Kampf dem toten Winkel

Der ADFC-Landesvorsitzende Benno Koch kritisiert, dass die Polizisten sich auf technische Mängel an Fahrrädern konzentrieren. Er fordert eigene Radspuren auf allen Straßen und spezielle Rückspiegel für Autos und Lkws

taz: Für wie sinnvoll halten Sie die verstärkten Verkehrskontrollen?

Benno Koch: Es gibt nach wie vor zu viele Unfälle und Verletzte, entsprechend sind sie natürlich sinnvoll. Wir kritisieren, dass die Polizei hauptsächlich die Fahrradtechnik kontrolliert – obwohl nur 1,5 Prozent aller Fahrradunfälle durch technische Mängel verursacht werden. Viel drängender ist die so genannte Tote-Winkel-Problematik.

Die besagt?

Pkw- und Lkw-Fahrer verursachen schwere Unfälle häufig durch Abbiege- oder Vorfahrtfehler. Mit speziellen Rückspiegeln – die übrigens nur 150 Euro kosten – könnten sie Radler besser sehen. Ein Drittel aller tödlich verletzten Radfahrer pro Jahr würden noch leben, wenn man dieses Problem ernst nehmen würde.

Aber auch technische Kontrollen helfen, Unfälle zu vermeiden.

Richtig, ihnen müssen aber Taten folgen. Das jedoch passiert nicht, sondern die Verantwortung wird abgeschoben. Drei Viertel aller schweren und tödlichen Fahrradunfälle finden im Verlauf von Radwegen statt, obwohl nur 10 Prozent der Berliner Straßen überhaupt Radwege haben. Da muss Abhilfe geschaffen werden. Radfahrstreifen auf der Fahrbahn und besagte Tote-Winkel-Spiegel müssen Vorschrift werden.

Beschweren sich viele Radfahrer bei Ihnen über die Kontrollen und zu hohe Bußgelder?

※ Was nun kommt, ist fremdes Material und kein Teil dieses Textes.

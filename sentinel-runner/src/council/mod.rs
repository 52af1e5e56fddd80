//! Consensus Aggregator ("Council").
//!
//! Fans a snapshot out to a registry of independent analysts and combines
//! their opinions. The consensus action is the mode of the individual
//! actions; ties go to the action with the higher mean score, and a tie on
//! mean score goes to the more conservative action.

pub mod analysts;
pub mod conditions;

use std::collections::{BTreeMap, BTreeSet};
use std::fmt;

use rayon::prelude::*;
use sentinel_core::domain::Signal;
use sentinel_core::regime::RegimeLabel;
use sentinel_core::snapshot::IndicatorBundle;
use serde::{Deserialize, Serialize};
use thiserror::Error;
use tracing::info;

pub use analysts::{
    Analyst, AnalystInput, AnalystOpinion, DeepValueAnalyst, MomentumAnalyst, ReflexivityAnalyst,
    RiskManagerAnalyst, SystematicAnalyst, ValueAnalyst,
};
pub use conditions::{Condition, ConditionThresholds, MarketConditions};

/// Errors from building or consulting the council.
#[derive(Debug, Error, PartialEq)]
pub enum CouncilError {
    #[error("council has no analysts registered")]
    EmptyRegistry,

    #[error("analyst id '{0}' registered twice")]
    DuplicateAnalyst(String),

    #[error("analyst '{analyst}' returned a non-finite score {score}")]
    InvalidOpinion { analyst: String, score: f64 },

    #[error("invalid council config: {0}")]
    InvalidConfig(String),
}

#[derive(Debug, Clone, Copy, PartialEq, Eq, PartialOrd, Ord, Hash, Serialize, Deserialize)]
#[serde(rename_all = "SCREAMING_SNAKE_CASE")]
pub enum CouncilAction {
    Buy,
    Wait,
    Avoid,
}

impl CouncilAction {
    /// Higher is more conservative.
    fn caution(&self) -> u8 {
        match self {
            CouncilAction::Buy => 0,
            CouncilAction::Wait => 1,
            CouncilAction::Avoid => 2,
        }
    }
}

impl fmt::Display for CouncilAction {
    fn fmt(&self, f: &mut fmt::Formatter<'_>) -> fmt::Result {
        f.write_str(match self {
            CouncilAction::Buy => "BUY",
            CouncilAction::Wait => "WAIT",
            CouncilAction::Avoid => "AVOID",
        })
    }
}

#[derive(Debug, Clone, Copy, PartialEq, Eq, Serialize, Deserialize)]
#[serde(rename_all = "SCREAMING_SNAKE_CASE")]
pub enum ConfidenceBand {
    High,
    Medium,
    Low,
}

impl ConfidenceBand {
    /// HIGH above 70, MEDIUM above 50, LOW otherwise.
    pub fn for_average(score: f64) -> Self {
        if score > 70.0 {
            ConfidenceBand::High
        } else if score > 50.0 {
            ConfidenceBand::Medium
        } else {
            ConfidenceBand::Low
        }
    }
}

/// Score cut-offs mapping an analyst score to an action.
#[derive(Debug, Clone, PartialEq, Serialize, Deserialize)]
#[serde(deny_unknown_fields, default)]
pub struct ActionThresholds {
    pub buy_score: f64,
    pub wait_score: f64,
}

impl Default for ActionThresholds {
    fn default() -> Self {
        Self {
            buy_score: 70.0,
            wait_score: 50.0,
        }
    }
}

impl ActionThresholds {
    pub fn action_for(&self, score: f64) -> CouncilAction {
        if score >= self.buy_score {
            CouncilAction::Buy
        } else if score >= self.wait_score {
            CouncilAction::Wait
        } else {
            CouncilAction::Avoid
        }
    }
}

/// Observations about the opinions and the market, beyond the vote.
#[derive(Debug, Clone, Copy, PartialEq, Eq, PartialOrd, Ord, Serialize, Deserialize)]
#[serde(rename_all = "snake_case")]
pub enum Insight {
    UnanimousBullish,
    UnanimousBearish,
    HighDivergence,
    RsiOversold,
    RsiOverbought,
    ExtremeVolatility,
}

impl fmt::Display for Insight {
    fn fmt(&self, f: &mut fmt::Formatter<'_>) -> fmt::Result {
        f.write_str(match self {
            Insight::UnanimousBullish => "unanimous bullish consensus",
            Insight::UnanimousBearish => "unanimous bearish consensus",
            Insight::HighDivergence => "high divergence between analysts",
            Insight::RsiOversold => "RSI oversold, potential rebound",
            Insight::RsiOverbought => "RSI overbought, beware of a correction",
            Insight::ExtremeVolatility => "extreme move, manage risk",
        })
    }
}

/// Actionable summary of the consensus.
#[derive(Debug, Clone, Copy, PartialEq, Eq, Serialize, Deserialize)]
#[serde(rename_all = "SCREAMING_SNAKE_CASE")]
pub enum Verdict {
    OpenLong,
    AvoidOrShort,
    Wait,
}

#[derive(Debug, Clone, PartialEq, Serialize, Deserialize)]
#[serde(deny_unknown_fields, default)]
pub struct CouncilConfig {
    /// Dispatch analysts on the rayon pool.
    pub parallel: bool,
    pub actions: ActionThresholds,
    pub conditions: ConditionThresholds,
    pub value_margin_pct: f64,
    pub speculation_volatility_pct: f64,
    /// Score spread above which the council is flagged as divergent.
    pub divergence_spread: f64,
    /// Absolute trailing move (percent) that raises the extreme-volatility insight.
    pub extreme_volatility_pct: f64,
}

impl Default for CouncilConfig {
    fn default() -> Self {
        Self {
            parallel: true,
            actions: ActionThresholds::default(),
            conditions: ConditionThresholds::default(),
            value_margin_pct: 5.0,
            speculation_volatility_pct: 5.0,
            divergence_spread: 50.0,
            extreme_volatility_pct: 10.0,
        }
    }
}

impl CouncilConfig {
    pub fn validate(&self) -> Result<(), CouncilError> {
        if !(self.actions.wait_score < self.actions.buy_score) {
            return Err(CouncilError::InvalidConfig("wait_score must be below buy_score".into()));
        }
        if !(self.value_margin_pct >= 0.0) || !(self.divergence_spread > 0.0) {
            return Err(CouncilError::InvalidConfig(
                "value_margin_pct must be >= 0 and divergence_spread > 0".into(),
            ));
        }
        if !(self.extreme_volatility_pct > 0.0) {
            return Err(CouncilError::InvalidConfig(
                "extreme_volatility_pct must be > 0".into(),
            ));
        }
        Ok(())
    }
}

#[derive(Debug, Clone, PartialEq, Serialize, Deserialize)]
pub struct ConsensusResult {
    pub action: CouncilAction,
    pub average_score: f64,
    /// True iff every analyst chose the same action.
    pub agreement: bool,
    pub confidence: ConfidenceBand,
    pub verdict: Verdict,
    pub insights: Vec<Insight>,
    pub opinions: Vec<AnalystOpinion>,
}

pub struct Council {
    analysts: Vec<Box<dyn Analyst>>,
    config: CouncilConfig,
}

impl fmt::Debug for Council {
    fn fmt(&self, f: &mut fmt::Formatter<'_>) -> fmt::Result {
        f.debug_struct("Council")
            .field("analysts", &self.analyst_ids())
            .field("config", &self.config)
            .finish()
    }
}

impl Council {
    pub fn new(
        analysts: Vec<Box<dyn Analyst>>,
        config: CouncilConfig,
    ) -> Result<Self, CouncilError> {
        config.validate()?;
        if analysts.is_empty() {
            return Err(CouncilError::EmptyRegistry);
        }
        let mut seen = BTreeSet::new();
        for a in &analysts {
            if !seen.insert(a.id().to_string()) {
                return Err(CouncilError::DuplicateAnalyst(a.id().to_string()));
            }
        }
        Ok(Self { analysts, config })
    }

    /// The six standard philosophies.
    pub fn standard(config: CouncilConfig) -> Result<Self, CouncilError> {
        let analysts: Vec<Box<dyn Analyst>> = vec![
            Box::new(ValueAnalyst {
                margin_pct: config.value_margin_pct,
            }),
            Box::new(ReflexivityAnalyst),
            Box::new(MomentumAnalyst),
            Box::new(RiskManagerAnalyst),
            Box::new(SystematicAnalyst),
            Box::new(DeepValueAnalyst {
                speculation_volatility_pct: config.speculation_volatility_pct,
            }),
        ];
        Self::new(analysts, config)
    }

    pub fn config(&self) -> &CouncilConfig {
        &self.config
    }

    pub fn analyst_ids(&self) -> Vec<&str> {
        self.analysts.iter().map(|a| a.id()).collect()
    }

    /// Consult every analyst and combine their opinions.
    pub fn convene(
        &self,
        bundle: &IndicatorBundle,
        regime: RegimeLabel,
        signal: Option<&Signal>,
    ) -> Result<ConsensusResult, CouncilError> {
        let conditions =
            MarketConditions::evaluate(bundle, regime, signal, &self.config.conditions);
        let input = AnalystInput {
            bundle,
            regime,
            signal,
            conditions: &conditions,
            thresholds: &self.config.actions,
        };

        let opinions: Vec<AnalystOpinion> = if self.config.parallel {
            self.analysts.par_iter().map(|a| a.evaluate(&input)).collect()
        } else {
            self.analysts.iter().map(|a| a.evaluate(&input)).collect()
        };

        if let Some(bad) = opinions.iter().find(|o| !o.score.is_finite()) {
            return Err(CouncilError::InvalidOpinion {
                analyst: bad.analyst_id.clone(),
                score: bad.score,
            });
        }

        let result = self.combine(bundle, opinions);
        info!(
            action = %result.action,
            average_score = result.average_score,
            agreement = result.agreement,
            analysts = result.opinions.len(),
            "council consensus"
        );
        Ok(result)
    }

    fn combine(&self, bundle: &IndicatorBundle, opinions: Vec<AnalystOpinion>) -> ConsensusResult {
        let n = opinions.len() as f64;
        let average_score = opinions.iter().map(|o| o.score).sum::<f64>() / n;

        let mut tally: BTreeMap<CouncilAction, (usize, f64)> = BTreeMap::new();
        for o in &opinions {
            let entry = tally.entry(o.action).or_insert((0, 0.0));
            entry.0 += 1;
            entry.1 += o.score;
        }
        let action = tally
            .iter()
            .map(|(&action, &(count, sum))| (action, count, sum / count as f64))
            .max_by(|a, b| {
                a.1.cmp(&b.1)
                    .then(a.2.total_cmp(&b.2))
                    .then(a.0.caution().cmp(&b.0.caution()))
            })
            .map(|(action, _, _)| action)
            .unwrap_or(CouncilAction::Wait);
        let agreement = tally.len() == 1;

        let buy = average_score >= self.config.actions.buy_score && action == CouncilAction::Buy;
        let verdict = if buy {
            Verdict::OpenLong
        } else if average_score <= 30.0 {
            Verdict::AvoidOrShort
        } else {
            Verdict::Wait
        };

        let insights = self.insights(bundle, &opinions);

        ConsensusResult {
            action,
            average_score,
            agreement,
            confidence: ConfidenceBand::for_average(average_score),
            verdict,
            insights,
            opinions,
        }
    }

    fn insights(&self, bundle: &IndicatorBundle, opinions: &[AnalystOpinion]) -> Vec<Insight> {
        let mut insights = Vec::new();
        let scores = || opinions.iter().map(|o| o.score);
        if scores().all(|s| s > 70.0) {
            insights.push(Insight::UnanimousBullish);
        } else if scores().all(|s| s < 30.0) {
            insights.push(Insight::UnanimousBearish);
        }
        let max = scores().fold(f64::NEG_INFINITY, f64::max);
        let min = scores().fold(f64::INFINITY, f64::min);
        if max - min > self.config.divergence_spread {
            insights.push(Insight::HighDivergence);
        }
        match bundle.rsi {
            Some(r) if r < self.config.conditions.oversold_rsi => {
                insights.push(Insight::RsiOversold)
            }
            Some(r) if r > self.config.conditions.overbought_rsi => {
                insights.push(Insight::RsiOverbought)
            }
            _ => {}
        }
        if bundle
            .trailing_change_pct
            .or(bundle.change_pct)
            .is_some_and(|c| c.abs() > self.config.extreme_volatility_pct)
        {
            insights.push(Insight::ExtremeVolatility);
        }
        insights
    }
}
//! Trade Outcome Simulator.
//!
//! A signal starts OPEN and is walked candle by candle over its forward
//! window. Per candle, first match wins: the stop (LOSS), then the target
//! (WIN), with same-candle collisions resolved by `AmbiguityPolicy`. If the
//! horizon passes without a trigger the trade is force-closed at the final
//! close (TIME_EXIT). If the window ends before the horizon the trade stays
//! OPEN, which is how live tracking sees it.
//!
//! A stop exit is final only once the horizon has elapsed: loss tags read
//! the candles after the exit. `is_settled` tells a live caller when an
//! outcome can no longer change.
//!
//! Identical (signal, context, forward, horizon) inputs always produce an
//! identical `TradeOutcome`.

pub mod ambiguity;
pub mod loss_cause;

use std::collections::BTreeSet;

use serde::{Deserialize, Serialize};
use tracing::trace;

use crate::domain::{Candle, Direction, ExitReason, Signal, TradeOutcome, TradeResult};
use crate::error::{CoreError, Result};

pub use ambiguity::AmbiguityPolicy;
pub use loss_cause::classify_loss;

#[derive(Debug, Clone, PartialEq, Serialize, Deserialize)]
#[serde(deny_unknown_fields, default)]
pub struct SimulatorConfig {
    pub ambiguity_policy: AmbiguityPolicy,
    /// Forward candles in a quick check.
    pub quick_bars: usize,
    /// Pre-trade candles inspected by the loss classifier.
    pub context_bars: usize,
    /// Entry-candle volatility above this tags VOLATILITY_STOP.
    pub volatility_stop_pct: f64,
    /// Pre-trade span below this tags RANGE_WHIPSAW.
    pub range_compression_pct: f64,
}

impl Default for SimulatorConfig {
    fn default() -> Self {
        Self {
            ambiguity_policy: AmbiguityPolicy::StopFirst,
            quick_bars: 5,
            context_bars: 5,
            volatility_stop_pct: 3.0,
            range_compression_pct: 2.0,
        }
    }
}

impl SimulatorConfig {
    pub fn validate(&self) -> Result<()> {
        if self.quick_bars == 0 {
            return Err(CoreError::InvalidConfig("quick_bars must be >= 1".into()));
        }
        if !(self.volatility_stop_pct > 0.0) || !(self.range_compression_pct > 0.0) {
            return Err(CoreError::InvalidConfig(
                "loss classifier thresholds must be > 0".into(),
            ));
        }
        Ok(())
    }

    pub fn quick_horizon(&self) -> Horizon {
        Horizon::Bars(self.quick_bars)
    }
}

/// How far forward a trade is followed before it is force-closed.
#[derive(Debug, Clone, Copy, PartialEq, Eq, Serialize, Deserialize)]
#[serde(tag = "type", content = "bars", rename_all = "snake_case")]
pub enum Horizon {
    /// Force-close after this many candles.
    Bars(usize),
    /// Follow to the end of the supplied window.
    Full,
}

impl Horizon {
    /// Live tracking needs a fixed bar count; `Full` never elapses.
    pub fn validate_live(self) -> Result<usize> {
        match self {
            Horizon::Bars(0) => Err(CoreError::InvalidConfig(
                "horizon must cover at least one candle".into(),
            )),
            Horizon::Bars(n) => Ok(n),
            Horizon::Full => Err(CoreError::InvalidConfig(
                "a full-window horizon cannot be tracked live".into(),
            )),
        }
    }
}

/// Whether `outcome`, simulated over `seen` forward candles, is final.
///
/// Wins and time exits are final when they happen. A stop exit waits until
/// `horizon` candles have been seen so stop-hunt tagging sees the same
/// window a replay would. `Full` never settles a stop exit.
pub fn is_settled(outcome: &TradeOutcome, seen: usize, horizon: Horizon) -> bool {
    match outcome.exit_reason {
        None => false,
        Some(ExitReason::StopLossHit) => match horizon {
            Horizon::Bars(n) => seen >= n,
            Horizon::Full => false,
        },
        Some(_) => true,
    }
}

#[derive(Debug, Clone)]
pub struct TradeSimulator {
    config: SimulatorConfig,
}

impl TradeSimulator {
    pub fn new(config: SimulatorConfig) -> Result<Self> {
        config.validate()?;
        Ok(Self { config })
    }

    pub fn config(&self) -> &SimulatorConfig {
        &self.config
    }

    /// Simulate `signal` over `forward`.
    ///
    /// `context` holds the candles up to and including the signal candle and
    /// is only read by the loss classifier. `forward` must start one interval
    /// after `signal.generated_at` and be contiguous.
    pub fn simulate(
        &self,
        signal: &Signal,
        context: &[Candle],
        forward: &[Candle],
        horizon: Horizon,
    ) -> Result<TradeOutcome> {
        validate_signal(signal)?;
        validate_window(signal, forward)?;

        let limit = match horizon {
            Horizon::Bars(0) => {
                return Err(CoreError::InvalidInput(
                    "horizon must cover at least one candle".into(),
                ));
            }
            Horizon::Bars(n) => n.min(forward.len()),
            Horizon::Full => forward.len(),
        };
        let window = &forward[..limit];

        for (i, candle) in window.iter().enumerate() {
            if let Some((result, exit_price, reason)) = self.evaluate_candle(signal, candle) {
                trace!(bar = i + 1, %reason, exit_price, "trade closed");
                return Ok(self.finish(signal, context, window, result, exit_price, reason, i + 1));
            }
        }

        let horizon_reached = match horizon {
            Horizon::Bars(n) => forward.len() >= n,
            Horizon::Full => !forward.is_empty(),
        };
        let Some(last) = window.last() else {
            return Ok(open_outcome(signal, signal.entry_price, 0));
        };
        if !horizon_reached {
            return Ok(open_outcome(signal, last.close, window.len()));
        }

        let favourable = (last.close - signal.entry_price) * signal.direction.sign() > 0.0;
        let result = if favourable { TradeResult::Win } else { TradeResult::Loss };
        Ok(self.finish(
            signal,
            context,
            window,
            result,
            last.close,
            ExitReason::TimeExit,
            window.len(),
        ))
    }

    fn evaluate_candle(
        &self,
        signal: &Signal,
        candle: &Candle,
    ) -> Option<(TradeResult, f64, ExitReason)> {
        let (stop_hit, target_hit) = match signal.direction {
            Direction::Long => (candle.low <= signal.stop_loss, candle.high >= signal.take_profit),
            Direction::Short => (candle.high >= signal.stop_loss, candle.low <= signal.take_profit),
            Direction::Hold => return None,
        };
        let stop = Some((TradeResult::Loss, signal.stop_loss, ExitReason::StopLossHit));
        let target = Some((TradeResult::Win, signal.take_profit, ExitReason::TakeProfitHit));
        match (stop_hit, target_hit) {
            (true, true) => {
                if self.config.ambiguity_policy.stop_wins(signal.direction, candle) {
                    stop
                } else {
                    target
                }
            }
            (true, false) => stop,
            (false, true) => target,
            (false, false) => None,
        }
    }

    #[allow(clippy::too_many_arguments)]
    fn finish(
        &self,
        signal: &Signal,
        context: &[Candle],
        window: &[Candle],
        result: TradeResult,
        exit_price: f64,
        reason: ExitReason,
        bars_to_exit: usize,
    ) -> TradeOutcome {
        let loss_tags = if result == TradeResult::Loss {
            classify_loss(signal, context, window, reason, bars_to_exit, &self.config)
        } else {
            BTreeSet::new()
        };
        let (pnl_pct, r_multiple) = returns(signal, exit_price);
        TradeOutcome {
            entry_price: signal.entry_price,
            exit_price,
            result,
            exit_reason: Some(reason),
            bars_to_exit,
            loss_tags,
            pnl_pct,
            r_multiple,
        }
    }
}

fn open_outcome(signal: &Signal, mark: f64, bars: usize) -> TradeOutcome {
    let (pnl_pct, r_multiple) = returns(signal, mark);
    TradeOutcome {
        entry_price: signal.entry_price,
        exit_price: mark,
        result: TradeResult::Open,
        exit_reason: None,
        bars_to_exit: bars,
        loss_tags: BTreeSet::new(),
        pnl_pct,
        r_multiple,
    }
}

fn returns(signal: &Signal, exit_price: f64) -> (f64, f64) {
    let signed_move = (exit_price - signal.entry_price) * signal.direction.sign();
    let pnl_pct = signed_move / signal.entry_price * 100.0;
    let risk = signal.risk_per_unit();
    let r_multiple = if risk > 0.0 { signed_move / risk } else { 0.0 };
    (pnl_pct, r_multiple)
}

fn validate_signal(signal: &Signal) -> Result<()> {
    if !signal.direction.is_directional() {
        return Err(CoreError::InvalidInput("cannot simulate a HOLD signal".into()));
    }
    if !signal.levels_ordered() {
        return Err(CoreError::InvalidInput(format!(
            "{} levels out of order: stop {}, entry {}, target {}",
            signal.direction, signal.stop_loss, signal.entry_price, signal.take_profit
        )));
    }
    Ok(())
}

fn validate_window(signal: &Signal, forward: &[Candle]) -> Result<()> {
    let interval = signal.timeframe.interval();
    let mut expected = signal.generated_at + interval;
    for (index, candle) in forward.iter().enumerate() {
        if !candle.is_sane() {
            return Err(CoreError::InvalidInput(format!(
                "forward candle {index} at {} fails OHLC sanity",
                candle.timestamp
            )));
        }
        if candle.timestamp != expected {
            return Err(CoreError::NonContiguousWindow {
                index,
                detail: format!("expected candle at {expected}, found {}", candle.timestamp),
            });
        }
        expected = candle.timestamp + interval;
    }
    Ok(())
}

Bisher sind die Rückmeldungen überwiegend positiv. Vielleicht hat ja auch die Polizei ein bisschen dazugelernt. Es wird zwar nicht das kontrolliert, was wir für sinnvoll halten. Aber das Klima ist freundlich. Viele Fahrradfahrer werden auch nur verwarnt und müssen nicht gleich zahlen.

Fakt ist, dass viele Radfahrer Bürgersteige in Radwege umfunktionieren. Zu Recht?

Man muss doch fragen: Warum verhalten sich die Fahrradfahrer falsch? Die Nebenstraßen sind in Berlin häufig in schlechterem Zustand als die Hauptstraßen. Fahrradfahren auf Kopfsteinpflaster ist eine Quälerei, folglich fährt man auf dem Bürgersteig. Abgesehen davon ereignen sich nur etwa 3 Prozent aller Unfälle zwischen Radfahrern und Fußgängern. Und sie gehen in aller Regel mit leichten Verletzungen einher.

Was ist für die Sicherheit von Radlern am wichtigsten?

Das Fahrrad muss als selbstverständliches Verkehrsmittel gelten. Radfahrer müssen dort fahren, wo sie hingehören – und zwar auf der Straße, auf eigenen Radspuren. Wenn sie sich jedoch falsch verhalten und beispielsweise linke Radwege benutzen, ist das nicht nur verboten, sondern außerdem sehr gefährlich. Da ist es dann auch absolut gerechtfertigt, wenn die Polizei abkassiert.